[What you have to do] What must be returned is the number of lines in the records holding the word "configuration", with no other text.

[Given data]
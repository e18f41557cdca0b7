//! Operator CLI for a running meshd.
//!
//! Talks to the daemon's control socket and prints human-readable results.

use clap::{Parser, Subcommand};
use meshctl::control::{unix_socket_path, ALL_NETWORKS};
use meshctl::control::{PeersReply, RouteReply, StatusReply};
use meshctl::{Config, ControlClient, RouteAction};
use std::path::PathBuf;

/// Control a running mesh daemon
#[derive(Parser, Debug)]
#[command(name = "meshctl", version, about)]
struct Args {
    /// Control socket path (default: taken from the daemon configuration)
    #[arg(short, long, value_name = "PATH")]
    socket: Option<PathBuf>,

    /// Path to configuration file (overrides default search paths)
    #[arg(short, long, value_name = "FILE")]
    config: Option<PathBuf>,

    #[command(subcommand)]
    command: Command,
}

#[derive(Subcommand, Debug)]
enum Command {
    /// Show node identity, connections and listen addresses
    Status,
    /// List every live connection
    Peers,
    /// Inspect or override route relays
    Route {
        #[command(subcommand)]
        action: RouteCommand,
    },
}

#[derive(Subcommand, Debug)]
enum RouteCommand {
    /// List configured routes and their effective relay
    Show,
    /// Send a network's traffic through a relay peer
    Relay {
        /// Destination network in CIDR form, or "all"
        network: String,
        /// Relay peer npub
        peer: String,
    },
    /// Remove a relay override
    Reset {
        /// Destination network in CIDR form, or "all"
        network: String,
    },
}

#[tokio::main(flavor = "current_thread")]
async fn main() {
    let args = Args::parse();

    if let Err(e) = run(args).await {
        eprintln!("Error: {}", e);
        std::process::exit(1);
    }
}

async fn run(args: Args) -> Result<(), Box<dyn std::error::Error>> {
    let socket = match args.socket {
        Some(path) => path,
        None => {
            let config = match &args.config {
                Some(path) => Config::load_file(path)?,
                None => Config::load()?.0,
            };
            unix_socket_path(&config.node.control.listen)?
        }
    };

    let mut client = ControlClient::connect(&socket).await?;

    match args.command {
        Command::Status => print_status(&client.status().await?),
        Command::Peers => print_peers(&client.peers().await?),
        Command::Route { action } => match action {
            RouteCommand::Show => {
                let reply = client.route(RouteAction::Show, Vec::<String>::new()).await?;
                print_routes(&reply);
            }
            RouteCommand::Relay { network, peer } => {
                client.route(RouteAction::Relay, [network.clone(), peer.clone()]).await?;
                println!("{} now relayed through {}", describe(&network), peer);
            }
            RouteCommand::Reset { network } => {
                client.route(RouteAction::Reset, [network.clone()]).await?;
                println!("{} reset to its configured target", describe(&network));
            }
        },
    }

    Ok(())
}

fn describe(network: &str) -> String {
    if network == ALL_NETWORKS {
        "all routes".to_string()
    } else {
        network.to_string()
    }
}

fn print_status(status: &StatusReply) {
    println!("Local identity: {}", status.local_id);
    println!(
        "Connections: {} total, {}/{} configured peers connected",
        status.total_connections, status.connected_peers, status.configured_peers
    );
    if !status.peer_connections.is_empty() {
        println!("Peer connections:");
        for conn in &status.peer_connections {
            println!("  {}/p2p/{} ({:.1?})", conn.address, conn.peer, conn.latency);
        }
    }
    if !status.listen_addrs.is_empty() {
        println!("Listening on:");
        for addr in &status.listen_addrs {
            println!("  {}", addr);
        }
    }
}

fn print_peers(peers: &PeersReply) {
    if peers.connections.is_empty() {
        println!("No live connections");
        return;
    }
    for conn in &peers.connections {
        println!("{}/p2p/{}", conn.address, conn.peer);
    }
}

fn print_routes(reply: &RouteReply) {
    if reply.routes.is_empty() {
        println!("No routes configured");
        return;
    }
    for route in &reply.routes {
        let state = if route.is_connected { "connected" } else { "disconnected" };
        if route.is_relay {
            println!(
                "{} via {} (relay; target {} {})",
                route.network,
                route.relay.short_npub(),
                route.target.short_npub(),
                state
            );
        } else {
            println!("{} via {} ({})", route.network, route.target.short_npub(), state);
        }
    }
}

[Exercise result] 2